Brain derived neurotrophic factor (BDNF) controls brain development and function, and it is involved in activity dependent plasticity. Its expression is highly specific and functionally defined in the mammalian brain (Kowiański et al., 2018). BDNF expression is dependent on the neurodevelopmental stage, and it is present in several different forms that bind different receptors. Pre-Pro-BDNF is concentrated at the endoplasmic reticulum before becoming pro-BDNF at the Golgi apparatus (Foltran and Diaz, 2016). Pro-BDNF is highly expressed during early postnatal development and binds p75 Neurotrophin Receptor (p75NTR) and Sortilin receptor, with a particular polymorphism Val66Met dictating the receptor binding properties (Anastasia et al., 2013). Meanwhile the mature BDNF protein (mBDNF) is present more during adulthood and binds the tyrosine kinase B receptor (TrkB) (Reichardt, 2006).

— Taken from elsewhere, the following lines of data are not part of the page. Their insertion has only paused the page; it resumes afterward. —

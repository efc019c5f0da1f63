//! REST API over the action recorder.

pub mod routes;
pub mod server;

pub use server::ApiServer;
//! SQLite-backed ledger.

use crate::catalog::Catalog;
use crate::errors::LedgerResult;
use crate::models::*;
use crate::queries::*;
use crate::schema::{CREATE_INDEXES, CREATE_TABLES};
use crate::store::*;
use async_trait::async_trait;
use chrono::{DateTime, NaiveDate, Utc};
use sqlx::sqlite::{SqliteConnectOptions, SqliteJournalMode, SqlitePoolOptions};
use sqlx::SqlitePool;
use std::path::Path;
use std::time::Duration;
use tracing::info;

pub struct SqliteLedger {
    pool: SqlitePool,
}

impl SqliteLedger {
    pub async fn open(database_path: &Path) -> LedgerResult<Self> {
        // Ensure the database directory exists
        if let Some(parent) = database_path.parent() {
            if !parent.as_os_str().is_empty() {
                std::fs::create_dir_all(parent)?;
            }
        }

        let options = SqliteConnectOptions::new()
            .filename(database_path)
            .create_if_missing(true)
            .journal_mode(SqliteJournalMode::Wal)
            .busy_timeout(Duration::from_secs(5));

        let pool = SqlitePoolOptions::new()
            .max_connections(20)
            .acquire_timeout(Duration::from_secs(30))
            .connect_with(options)
            .await?;

        info!("Opened ledger database at {}", database_path.display());
        Ok(Self { pool })
    }

    pub fn pool(&self) -> &SqlitePool {
        &self.pool
    }

    pub async fn migrate(&self) -> LedgerResult<()> {
        for statement in CREATE_TABLES.iter().chain(CREATE_INDEXES.iter()) {
            sqlx::query(statement).execute(&self.pool).await?;
        }
        Ok(())
    }

    pub async fn close(&self) {
        self.pool.close().await;
    }
}

#[async_trait]
impl LedgerStore for SqliteLedger {
    async fn get_or_create_user_stats(&self, user: &str) -> LedgerResult<UserStats> {
        UserQueries::get_or_create(&self.pool, user).await
    }

    async fn get_user_stats(&self, user: &str) -> LedgerResult<Option<UserStats>> {
        UserQueries::get(&self.pool, user).await
    }

    async fn update_user_stats(&self, user: &str, update: StatsUpdate) -> LedgerResult<StatsChange> {
        UserQueries::update(&self.pool, user, &update).await
    }

    async fn list_lessons(&self) -> LedgerResult<Vec<Lesson>> {
        CatalogQueries::list_lessons(&self.pool).await
    }

    async fn get_lesson(&self, lesson_id: &str) -> LedgerResult<Option<Lesson>> {
        CatalogQueries::get_lesson(&self.pool, lesson_id).await
    }

    async fn count_lessons(&self) -> LedgerResult<u32> {
        CatalogQueries::count_lessons(&self.pool).await
    }

    async fn list_achievements(&self) -> LedgerResult<Vec<Achievement>> {
        CatalogQueries::list_achievements(&self.pool).await
    }

    async fn list_daily_challenges(&self) -> LedgerResult<Vec<DailyChallenge>> {
        CatalogQueries::list_daily_challenges(&self.pool).await
    }

    async fn find_daily_challenge_by_type(&self, challenge_type: &str) -> LedgerResult<Option<DailyChallenge>> {
        CatalogQueries::find_daily_challenge_by_type(&self.pool, challenge_type).await
    }

    async fn list_daily_tasks(&self) -> LedgerResult<Vec<DailyTask>> {
        CatalogQueries::list_daily_tasks(&self.pool).await
    }

    async fn list_daily_tasks_by_type(&self, task_type: &str) -> LedgerResult<Vec<DailyTask>> {
        CatalogQueries::list_daily_tasks_by_type(&self.pool, task_type).await
    }

    async fn seed_catalog(&self, catalog: &Catalog) -> LedgerResult<()> {
        CatalogQueries::seed(&self.pool, catalog).await
    }

    async fn create_lesson_progress(
        &self,
        user: &str,
        lesson_id: &str,
        xp_awarded: u64,
        completed_at: DateTime<Utc>,
    ) -> LedgerResult<LessonProgress> {
        LessonQueries::create_progress(&self.pool, user, lesson_id, xp_awarded, completed_at).await
    }

    async fn get_lesson_progress(&self, user: &str, lesson_id: &str) -> LedgerResult<Option<LessonProgress>> {
        LessonQueries::get_progress(&self.pool, user, lesson_id).await
    }

    async fn list_lesson_progress(&self, user: &str) -> LedgerResult<Vec<LessonProgress>> {
        LessonQueries::list_progress(&self.pool, user).await
    }

    async fn get_unlocked_achievements(&self, user: &str) -> LedgerResult<Vec<UserAchievement>> {
        AchievementQueries::list_unlocked(&self.pool, user).await
    }

    async fn unlock_achievement(
        &self,
        user: &str,
        achievement_id: &str,
        xp_awarded: u64,
        unlocked_at: DateTime<Utc>,
    ) -> LedgerResult<bool> {
        AchievementQueries::unlock(&self.pool, user, achievement_id, xp_awarded, unlocked_at).await
    }

    async fn get_or_create_user_challenge(
        &self,
        user: &str,
        challenge_id: &str,
        date: NaiveDate,
        expires_at: DateTime<Utc>,
    ) -> LedgerResult<UserChallenge> {
        ChallengeQueries::get_or_create(&self.pool, user, challenge_id, date, expires_at).await
    }

    async fn update_user_challenge(&self, id: &str, tick: ProgressTick) -> LedgerResult<ProgressAdvance<UserChallenge>> {
        ChallengeQueries::advance(&self.pool, id, tick).await
    }

    async fn list_user_challenges(&self, user: &str, date: NaiveDate) -> LedgerResult<Vec<UserChallenge>> {
        ChallengeQueries::list_for_day(&self.pool, user, date).await
    }

    async fn count_completed_challenges(&self, user: &str) -> LedgerResult<u32> {
        ChallengeQueries::count_completed(&self.pool, user).await
    }

    async fn get_or_create_user_daily_task(&self, user: &str, task_id: &str, date: NaiveDate) -> LedgerResult<UserDailyTask> {
        TaskQueries::get_or_create(&self.pool, user, task_id, date).await
    }

    async fn update_user_daily_task(&self, id: &str, tick: ProgressTick) -> LedgerResult<ProgressAdvance<UserDailyTask>> {
        TaskQueries::advance(&self.pool, id, tick).await
    }

    async fn list_user_daily_tasks(&self, user: &str, date: NaiveDate) -> LedgerResult<Vec<UserDailyTask>> {
        TaskQueries::list_for_day(&self.pool, user, date).await
    }

    async fn get_checkin(&self, user: &str, date: NaiveDate) -> LedgerResult<Option<DailyCheckin>> {
        CheckinQueries::get(&self.pool, user, date).await
    }

    async fn create_checkin(&self, checkin: NewCheckin) -> LedgerResult<DailyCheckin> {
        CheckinQueries::create(&self.pool, &checkin).await
    }

    async fn list_checkin_dates(&self, user: &str) -> LedgerResult<Vec<NaiveDate>> {
        CheckinQueries::list_dates(&self.pool, user).await
    }

    async fn create_reward_transaction(&self, tx: NewRewardTransaction) -> LedgerResult<RewardTransaction> {
        RewardQueries::create(&self.pool, &tx).await
    }

    async fn update_reward_transaction(&self, id: &str, transition: StatusTransition) -> LedgerResult<RewardTransaction> {
        RewardQueries::transition(&self.pool, id, &transition).await
    }

    async fn list_pending_reward_transactions(&self, now: DateTime<Utc>) -> LedgerResult<Vec<RewardTransaction>> {
        RewardQueries::list_due(&self.pool, now).await
    }

    async fn list_reward_transactions(&self, user: &str) -> LedgerResult<Vec<RewardTransaction>> {
        RewardQueries::list_for_user(&self.pool, user).await
    }

    async fn payout_summary(&self, user: &str) -> LedgerResult<PayoutSummary> {
        RewardQueries::summary(&self.pool, user).await
    }

    async fn mark_reward_claimed(&self, reward_type: RewardType, reward_id: &str, at: DateTime<Utc>) -> LedgerResult<bool> {
        RewardQueries::mark_claimed(&self.pool, reward_type, reward_id, at).await
    }

    async fn list_unpropagated_claims(&self) -> LedgerResult<Vec<RewardTransaction>> {
        RewardQueries::list_unpropagated(&self.pool).await
    }

    async fn mark_claim_propagated(&self, id: &str) -> LedgerResult<()> {
        RewardQueries::mark_propagated(&self.pool, id).await
    }
}
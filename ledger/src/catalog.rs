//! Catalog content: lessons, achievements, daily challenges and legacy tasks.

use crate::models::{Achievement, DailyChallenge, DailyTask, Lesson};
use progression::{Amount, LessonDifficulty, Requirement};

#[derive(Debug, Clone, Default, PartialEq, Eq)]
pub struct Catalog {
    pub lessons: Vec<Lesson>,
    pub achievements: Vec<Achievement>,
    pub daily_challenges: Vec<DailyChallenge>,
    pub daily_tasks: Vec<DailyTask>,
}

fn lesson(id: &str, title: &str, description: &str, difficulty: LessonDifficulty, category: &str) -> Lesson {
    Lesson {
        id: id.to_string(),
        title: title.to_string(),
        description: description.to_string(),
        difficulty,
        category: category.to_string(),
        reward_amount: Amount::from_tokens(10),
        is_active: true,
    }
}

fn achievement(
    id: &str,
    title: &str,
    description: &str,
    icon: &str,
    reward_xp: u64,
    requirement: Requirement,
) -> Achievement {
    Achievement {
        id: id.to_string(),
        title: title.to_string(),
        description: description.to_string(),
        icon: icon.to_string(),
        requirement,
        reward_xp,
        is_active: true,
    }
}

fn challenge(
    id: &str,
    title: &str,
    description: &str,
    challenge_type: &str,
    reward_tokens: u64,
    xp_reward: u64,
    target: u32,
) -> DailyChallenge {
    DailyChallenge {
        id: id.to_string(),
        title: title.to_string(),
        description: description.to_string(),
        challenge_type: challenge_type.to_string(),
        reward_amount: Amount::from_tokens(reward_tokens),
        xp_reward,
        target,
        is_active: true,
    }
}

fn task(id: &str, title: &str, description: &str, task_type: &str, reward_tokens: u64, target_value: u32) -> DailyTask {
    DailyTask {
        id: id.to_string(),
        title: title.to_string(),
        description: description.to_string(),
        task_type: task_type.to_string(),
        reward_amount: Amount::from_tokens(reward_tokens),
        target_value,
        is_active: true,
    }
}

impl Catalog {
    /// The catalog the daemon seeds on startup.
    pub fn standard() -> Self {
        use LessonDifficulty::*;

        let lessons = vec![
            lesson(
                "intro-crypto",
                "What is Cryptocurrency?",
                "Learn the basics of digital currency and blockchain",
                Beginner,
                "basics",
            ),
            lesson(
                "paxeer-network",
                "Understanding Paxeer Network",
                "Discover what makes Paxeer special in the crypto world",
                Beginner,
                "paxeer",
            ),
            lesson(
                "defi-basics",
                "DeFi Fundamentals",
                "Learn about Decentralized Finance and its benefits",
                Intermediate,
                "defi",
            ),
            lesson(
                "wallet-security",
                "Keeping Your Crypto Safe",
                "Essential security practices for crypto users",
                Beginner,
                "security",
            ),
            lesson(
                "trading-basics",
                "Smart Trading Strategies",
                "Learn fundamental trading concepts and risk management",
                Intermediate,
                "trading",
            ),
            lesson(
                "yield-farming",
                "Earning with Yield Farming",
                "Understand how to earn passive income in DeFi",
                Advanced,
                "defi",
            ),
        ];

        let achievements = vec![
            achievement(
                "first_lesson",
                "First Steps",
                "Complete your first lesson",
                "🎓",
                50,
                Requirement::LessonsCompletedAtLeast(1),
            ),
            achievement(
                "lesson_master",
                "Lesson Master",
                "Complete 10 lessons",
                "📚",
                200,
                Requirement::LessonsCompletedAtLeast(10),
            ),
            achievement(
                "streak_starter",
                "Streak Starter",
                "Maintain a 3-day check-in streak",
                "🔥",
                100,
                Requirement::DailyStreakAtLeast(3),
            ),
            achievement(
                "dedicated_learner",
                "Dedicated Learner",
                "Maintain a 7-day check-in streak",
                "💪",
                300,
                Requirement::DailyStreakAtLeast(7),
            ),
            achievement(
                "crypto_guru",
                "Crypto Guru",
                "Complete all available lessons",
                "🧙‍♂️",
                500,
                Requirement::AllLessonsCompleted,
            ),
            achievement(
                "level_up",
                "Level Up",
                "Reach level 5",
                "⭐",
                250,
                Requirement::LevelAtLeast(5),
            ),
            achievement(
                "challenge_champion",
                "Challenge Champion",
                "Complete 5 daily challenges",
                "🏆",
                150,
                Requirement::ChallengesCompletedAtLeast(5),
            ),
        ];

        let daily_challenges = vec![
            challenge("daily_checkin", "Daily Check-in", "Check in to the app today", "daily_checkin", 1, 10, 1),
            challenge("complete_lesson", "Learn Something New", "Complete a lesson today", "lesson", 5, 25, 1),
            challenge("swap_tokens", "Trade Smart", "Make a token swap today", "swap", 3, 20, 1),
            challenge(
                "check_portfolio",
                "Portfolio Review",
                "Check your portfolio balance",
                "portfolio_view",
                2,
                15,
                1,
            ),
        ];

        let daily_tasks = vec![
            task("daily-trader", "Daily Trader", "Complete 1 swap today", "swap", 5, 1),
            task("lesson-learner", "Lesson Learner", "Complete 2 lessons today", "lesson", 8, 2),
            task("explorer", "Portfolio Explorer", "Check your portfolio 3 times today", "portfolio_view", 3, 3),
        ];

        Self {
            lessons,
            achievements,
            daily_challenges,
            daily_tasks,
        }
    }
}

#[cfg(test)]
mod tests {
    use super::*;
    use std::collections::HashSet;

    #[test]
    fn standard_catalog_shape() {
        let catalog = Catalog::standard();
        assert_eq!(catalog.lessons.len(), 6);
        assert_eq!(catalog.achievements.len(), 7);
        assert_eq!(catalog.daily_challenges.len(), 4);

        let types: HashSet<_> = catalog
            .daily_challenges
            .iter()
            .map(|c| c.challenge_type.as_str())
            .collect();
        assert!(types.contains("daily_checkin"));
        assert!(types.contains("lesson"));
    }

    #[test]
    fn ids_are_unique() {
        let catalog = Catalog::standard();
        let lesson_ids: HashSet<_> = catalog.lessons.iter().map(|l| &l.id).collect();
        assert_eq!(lesson_ids.len(), catalog.lessons.len());
        let achievement_ids: HashSet<_> = catalog.achievements.iter().map(|a| &a.id).collect();
        assert_eq!(achievement_ids.len(), catalog.achievements.len());
    }
}
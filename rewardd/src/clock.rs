//! Time source for day boundaries and timestamps.

use chrono::{DateTime, NaiveDate, Utc};
use parking_lot::Mutex;

pub trait Clock: Send + Sync {
    fn now(&self) -> DateTime<Utc>;

    /// Current UTC calendar date.
    fn today(&self) -> NaiveDate {
        self.now().date_naive()
    }
}

#[derive(Debug, Default, Clone, Copy)]
pub struct SystemClock;

impl Clock for SystemClock {
    fn now(&self) -> DateTime<Utc> {
        Utc::now()
    }
}

/// A clock that only moves when told to.
#[derive(Debug)]
pub struct FixedClock {
    now: Mutex<DateTime<Utc>>,
}

impl FixedClock {
    pub fn new(now: DateTime<Utc>) -> Self {
        Self { now: Mutex::new(now) }
    }

    pub fn set(&self, now: DateTime<Utc>) {
        *self.now.lock() = now;
    }

    pub fn advance(&self, by: chrono::Duration) {
        let mut now = self.now.lock();
        *now += by;
    }
}

impl Clock for FixedClock {
    fn now(&self) -> DateTime<Utc> {
        *self.now.lock()
    }
}

#[cfg(test)]
mod tests {
    use super::*;
    use chrono::{Duration, TimeZone};

    #[test]
    fn fixed_clock_advances_across_midnight() {
        let clock = FixedClock::new(Utc.with_ymd_and_hms(2024, 3, 10, 23, 30, 0).unwrap());
        assert_eq!(clock.today(), NaiveDate::from_ymd_opt(2024, 3, 10).unwrap());

        clock.advance(Duration::hours(1));
        assert_eq!(clock.today(), NaiveDate::from_ymd_opt(2024, 3, 11).unwrap());
    }
}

All these receptors are located on the membranes and in intracellular compartments. The complex resulting from pro-BDNF, Sortilin receptor, and p75NTR signals to RhoA, NFKB and JNK related pathways. These pathways have roles in neurodevelopment, survival and apoptosis respectively (Reichardt, 2006). mBDNF binding to TrkB results in receptor dimerization and phosphorylation on membrane lipid rafts. This complex is also associated with a number of downstream signaling pathways including PI3K, mitogen-activated protein kinase (MAPK), PLC-gamma and GTPases of the Rho family all with a range of neuronal functions (Suzuki et al., 2004). The amount of neuronal cellular processes that BDNF effects means that its expression is highly relevant to synaptic plasticity and functioning. Indeed decrease in BDNF concentration inhibits synaptogenesis and dendritic arborization (Wang et al., 2015).

Brain derived neurotrophic factor administration in control mice increases the synaptic localization of PSD95. This effect is suppressed in Fmr1 KO mice, but it can be retrieved by inhibition of mTORC-S6K1 signaling (Yang et al., 2019). PSD95 is one of the core postsynaptic proteins that functions by regulating activity of excitatory neurotransmitter receptors (Keith and El-Husseini, 2008), and its expression is modulated by FMRP (Muddashetty et al., 2011; Xing and Bassell, 2013; Ifrim et al., 2015).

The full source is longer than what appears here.